# [How to complete this task]
Set down every line below, word for word.

# [Given data]
=== Section Start ===
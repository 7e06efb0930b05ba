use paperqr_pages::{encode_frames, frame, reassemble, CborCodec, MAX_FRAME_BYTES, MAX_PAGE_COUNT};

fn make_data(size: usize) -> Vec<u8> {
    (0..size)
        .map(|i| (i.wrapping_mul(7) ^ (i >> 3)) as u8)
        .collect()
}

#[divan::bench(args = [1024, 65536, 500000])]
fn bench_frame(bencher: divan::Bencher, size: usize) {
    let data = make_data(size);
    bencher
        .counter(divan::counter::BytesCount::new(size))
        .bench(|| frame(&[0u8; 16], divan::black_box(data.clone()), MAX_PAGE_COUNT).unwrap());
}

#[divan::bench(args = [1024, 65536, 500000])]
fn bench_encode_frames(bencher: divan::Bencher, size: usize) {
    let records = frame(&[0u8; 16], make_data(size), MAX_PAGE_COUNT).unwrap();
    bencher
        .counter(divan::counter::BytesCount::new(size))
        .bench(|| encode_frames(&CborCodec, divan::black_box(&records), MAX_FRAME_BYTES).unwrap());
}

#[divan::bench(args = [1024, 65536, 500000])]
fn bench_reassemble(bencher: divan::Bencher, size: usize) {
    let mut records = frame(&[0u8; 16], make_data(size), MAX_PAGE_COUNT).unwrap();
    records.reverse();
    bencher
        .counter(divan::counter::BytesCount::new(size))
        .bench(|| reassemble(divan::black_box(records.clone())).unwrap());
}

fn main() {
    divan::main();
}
=== Section End ===
# [Solution to this problem]
repository 7e06efb0930b05ba
use paperqr_pages::{encode_frames, frame, reassemble, CborCodec, MAX_FRAME_BYTES, MAX_PAGE_COUNT};

fn make_data(size: usize) -> Vec<u8> {
    (0..size)
        .map(|i| (i.wrapping_mul(7) ^ (i >> 3)) as u8)
        .collect()
}

#[divan::bench(args = [1024, 65536, 500000])]
fn bench_frame(bencher: divan::Bencher, size: usize) {
    let data = make_data(size);
    bencher
        .counter(divan::counter::BytesCount::new(size))
        .bench(|| frame(&[0u8; 16], divan::black_box(data.clone()), MAX_PAGE_COUNT).unwrap());
}

#[divan::bench(args = [1024, 65536, 500000])]
fn bench_encode_frames(bencher: divan::Bencher, size: usize) {
    let records = frame(&[0u8; 16], make_data(size), MAX_PAGE_COUNT).unwrap();
    bencher
        .counter(divan::counter::BytesCount::new(size))
        .bench(|| encode_frames(&CborCodec, divan::black_box(&records), MAX_FRAME_BYTES).unwrap());
}

#[divan::bench(args = [1024, 65536, 500000])]
fn bench_reassemble(bencher: divan::Bencher, size: usize) {
    let mut records = frame(&[0u8; 16], make_data(size), MAX_PAGE_COUNT).unwrap();
    records.reverse();
    bencher
        .counter(divan::counter::BytesCount::new(size))
        .bench(|| reassemble(divan::black_box(records.clone())).unwrap());
}

fn main() {
    divan::main();
}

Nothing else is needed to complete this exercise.